* What is needed
If a line in the entries contains the word "return", list it.
==== Extracted information
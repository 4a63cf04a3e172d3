// Copyright (c) 2025 Fabstir
// SPDX-License-Identifier: BUSL-1.1
//! Host allow/deny evaluation for outbound URLs

use std::net::{Ipv4Addr, Ipv6Addr};
use url::{Host, Url};

use super::config::{DomainMatch, SecurityConfig};

#[derive(Debug, Clone, PartialEq, Eq)]
pub enum DomainDecision {
    Allowed,
    Denied { reason: String },
}

impl DomainDecision {
    pub fn is_allowed(&self) -> bool {
        matches!(self, DomainDecision::Allowed)
    }

    fn denied(reason: impl Into<String>) -> Self {
        DomainDecision::Denied {
            reason: reason.into(),
        }
    }
}

/// Allow/deny lists over normalized host rules
#[derive(Debug, Clone)]
pub struct DomainPolicy {
    allowed: Vec<String>,
    blocked: Vec<String>,
    mode: DomainMatch,
}

impl DomainPolicy {
    pub fn new(config: &SecurityConfig) -> Self {
        Self {
            allowed: normalize_rules(&config.allowed_domains),
            blocked: normalize_rules(&config.blocked_domains),
            mode: config.domain_match,
        }
    }

    pub fn check(&self, url: &Url) -> DomainDecision {
        if !matches!(url.scheme(), "http" | "https") {
            return DomainDecision::denied(format!("scheme '{}' not permitted", url.scheme()));
        }
        let Some(host) = url.host() else {
            return DomainDecision::denied("URL has no host");
        };
        let name = normalize_host(&host);
        if name.is_empty() {
            return DomainDecision::denied("URL has no host");
        }

        // A configured allow-list is authoritative
        if !self.allowed.is_empty() {
            return if self.matches_any(&self.allowed, &name) {
                DomainDecision::Allowed
            } else {
                DomainDecision::denied(format!("{} is not in the allow-list", name))
            };
        }

        if self.matches_any(&self.blocked, &name) {
            return DomainDecision::denied(format!("{} is deny-listed", name));
        }
        if is_internal_host(&host, &name) {
            return DomainDecision::denied(format!("{} is a local or private address", name));
        }
        DomainDecision::Allowed
    }

    fn matches_any(&self, rules: &[String], host: &str) -> bool {
        rules.iter().any(|rule| match self.mode {
            DomainMatch::Exact => host == rule,
            DomainMatch::Suffix => {
                host == rule
                    || (host.len() > rule.len()
                        && host.ends_with(rule.as_str())
                        && host.as_bytes()[host.len() - rule.len() - 1] == b'.')
            }
        })
    }
}

fn normalize_rules(rules: &[String]) -> Vec<String> {
    rules
        .iter()
        .map(|r| {
            r.trim()
                .trim_start_matches("*.")
                .trim_start_matches('.')
                .trim_end_matches('.')
                .to_lowercase()
        })
        .filter(|r| !r.is_empty())
        .collect()
}

fn normalize_host(host: &Host<&str>) -> String {
    match host {
        Host::Domain(d) => d.trim_end_matches('.').to_lowercase(),
        Host::Ipv4(ip) => ip.to_string(),
        Host::Ipv6(ip) => format!("[{}]", ip),
    }
}

fn is_internal_host(host: &Host<&str>, name: &str) -> bool {
    match host {
        Host::Domain(_) => name == "localhost" || name.ends_with(".localhost"),
        Host::Ipv4(ip) => is_internal_v4(ip),
        Host::Ipv6(ip) => is_internal_v6(ip),
    }
}

fn is_internal_v4(ip: &Ipv4Addr) -> bool {
    ip.is_loopback()
        || ip.is_private()
        || ip.is_link_local()
        || ip.is_unspecified()
        || ip.is_broadcast()
}

fn is_internal_v6(ip: &Ipv6Addr) -> bool {
    if let Some(mapped) = ip.to_ipv4_mapped() {
        return is_internal_v4(&mapped);
    }
    let first = ip.segments()[0];
    ip.is_loopback()
        || ip.is_unspecified()
        // fc00::/7 unique local
        || (first & 0xfe00) == 0xfc00
        // fe80::/10 link local
        || (first & 0xffc0) == 0xfe80
}
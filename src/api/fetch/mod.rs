// Copyright (c) 2025 Fabstir
// SPDX-License-Identifier: BUSL-1.1
//! Single fetch API endpoint
//!
//! Provides the `/fetch` HTTP endpoint.

pub mod handler;
pub mod request;
pub mod response;

pub use handler::fetch_handler;
pub use request::FetchApiRequest;
pub use response::{ContentEncoding, FetchApiResponse, ItemError};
========
* Completed task
            return DomainDecision::denied(format!("scheme '{}' not permitted", url.scheme()));
            return DomainDecision::denied("URL has no host");
            return DomainDecision::denied("URL has no host");
            return if self.matches_any(&self.allowed, &name) {
            return DomainDecision::denied(format!("{} is deny-listed", name));
            return DomainDecision::denied(format!("{} is a local or private address", name));
        return is_internal_v4(&mapped);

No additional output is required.